Entrevista:O Estado inteligente

sexta-feira, janeiro 26, 2007

Infeliz aniversário- Barbara Gancia




Folha de S. Paulo
26/1/2007

Como se pode exigir ordem de uma metrópole que não respeita o seu ar, a sua saúde mental e o seu patrimônio?

SÃO PAULO comemorou ontem seus 453 anos, mas, excetuando o sempre otimista Gilberto Dimenstein, quem pode dizer que a cidade está de parabéns?
Dou alguns exemplos para ilustrar meu pessimismo: recentemente, a prefeitura instalou lixeiras plásticas em vários pontos da cidade. Quando se percebeu que os recipientes estavam sendo furtados e transformados em caixas d"água, a administração pública tratou de furá-los.
Adiantou? Claro que não. Daí para frente, as lixeiras passaram a ser levadas para virar plástico reciclado.
A cada mês, algo em torno de 130 km de fios e cabos são furtados na cidade. E a gente viu, pelo exemplo das ruas Oscar Freire e José Paulino, a mão-de-obra que dá e quanto custa enfiar os fios para baixo da terra.
Tampas de bueiro são roubadas para vender ao ferro-velho por gatunos que andam pela cidade em peruas kombi com fundo falso.
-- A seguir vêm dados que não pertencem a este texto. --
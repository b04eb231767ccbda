use anyhow::{anyhow, Context, Result};
use serde::Serialize;
use whisperlite_core::languages::{self, Language};

use crate::{job::CancelFlag, operation::Operation};

/// A text translation backend. `translate` blocks until the whole text is
/// done and cannot be interrupted.
pub trait TranslationEngine: Send + 'static {
    fn translate(&mut self, text: &str, target_code: &str) -> Result<String>;

    fn release(&mut self) {}
}

#[derive(Debug, Clone, PartialEq, Serialize)]
pub struct TranslateRequest {
    pub text: String,
    /// Language code or name; anything unknown falls back to English.
    pub target_language: String,
}

impl TranslateRequest {
    pub fn new(text: impl Into<String>, target_language: impl Into<String>) -> Self {
        Self {
            text: text.into(),
            target_language: target_language.into(),
        }
    }

    /// Returns the resolved target and whether it was the English fallback.
    pub fn validate(&self) -> Result<(&'static Language, bool)> {
        if self.text.trim().is_empty() {
            return Err(anyhow!("no text to translate"));
        }
        Ok(match languages::find(&self.target_language) {
            Some(l) => (l, false),
            None => (&languages::ENGLISH, true),
        })
    }
}

#[derive(Debug, Clone, PartialEq, Serialize)]
pub struct Translation {
    pub text: String,
    pub target_code: String,
    pub target_name: String,
}

pub struct TranslateOp<E> {
    engine: E,
    target: Option<&'static Language>,
}

impl<E: TranslationEngine> TranslateOp<E> {
    pub fn new(engine: E) -> Self {
        Self {
            engine,
            target: None,
        }
    }
}

impl<E: TranslationEngine> Operation<TranslateRequest> for TranslateOp<E> {
    type Output = Translation;

    fn setup(&mut self, req: &TranslateRequest, report: &mut dyn FnMut(String)) -> Result<()> {
        let (target, fell_back) = req.validate()?;
        if fell_back {
            report(format!(
                "unknown target language {:?}, using {}",
                req.target_language, target.name
            ));
        }
        report(format!("translating to {}", target.name));
        self.target = Some(target);
        Ok(())
    }

    fn run(&mut self, req: &TranslateRequest, _cancel: &CancelFlag) -> Result<Translation> {
        let target = self
            .target
            .ok_or_else(|| anyhow!("translation target not resolved"))?;
        let text = self
            .engine
            .translate(req.text.trim(), target.code)
            .with_context(|| format!("translation to {} failed", target.name))?;
        Ok(Translation {
            text,
            target_code: target.code.to_string(),
            target_name: target.name.to_string(),
        })
    }

    fn release(&mut self) {
        self.engine.release();
    }
}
Isso mesmo. E a gente ainda se solidariza quando vê alguma perua velha parada no meio da rua, achando que se trata de um problema mecânico.
Na semana passada, fui apresentada ao ministro Guido Mantega e ele me perguntou como encaro o futuro. Bem, por mais que veja com bons olhos um genovês ocupando o cargo de titular da Fazenda, (para quem não sabe, os nativos de Gênova são conhecidos pela muquiranice. Minha avó, também de Gênova, era tão mão-de-vaca, mas tão mão-de-vaca, que não penteava o cabelo para não ter de repartir), quem mandou o ministro, muito cordial, diga-se, cutucar esta humilde datilógrafa com vara curta? Fui obrigada a dizer a verdade. Que, na minha modestíssima opinião, se o sonho não acabou, está cada dia mais distante.
A irrelevância do país na pauta do Fórum Econômico Mundial em Davos, na Suíça, é só um dos indicativos mais palpáveis do estado das coisas.
No que diz respeito a São Paulo, por mais que tentem heroicamente salvar o centro ou domar a falta de educação do cidadão, como se pode esperar ordem de uma cidade que não exige respeito com seu ar, sua saúde mental e seu patrimônio?
Quantas vezes o nobre leitor já não viu lata de refrigerante ser jogada pela janela do carro? Como se pode admitir que São Paulo feche o olho para os caminhões velhos e/ou de motor desregulado que circulam livremente cuspindo monóxido de carbono nas nossas fuças? Por que não existe uma lei que impeça a fabricação e comercialização de rojões, bombas e foguetes que, além de perigosos, acabam com os nervos de recém-nascidos, idosos, pessoas enfermas e animais de estimação?
Para quem acha que lixeiras, tampas de bueiro, fios e cabos, fumaça e rojões são café pequeno, proponho um debate mais substancioso.
Já que ainda estamos sob os efeitos da ressaca causada pelo acidente nas obras do metrô, gostaria de saber: por que apenas cinco empresas dominam as concorrências de obras públicas na cidade de São Paulo, no Estado e no resto do país? Por aqui, o Fura-Fila é obra da Queiroz Galvão, a ponte Jurubatuba é obra da Camargo Corrêa, os hospitais são feitos pela Andrade Gutierrez, a linha 4 do metrô está sendo tocada pela Odebrecht e a OAS constrói os CEUs.
Será que não existe mais ninguém na engenharia tapuia que dê conta do recado?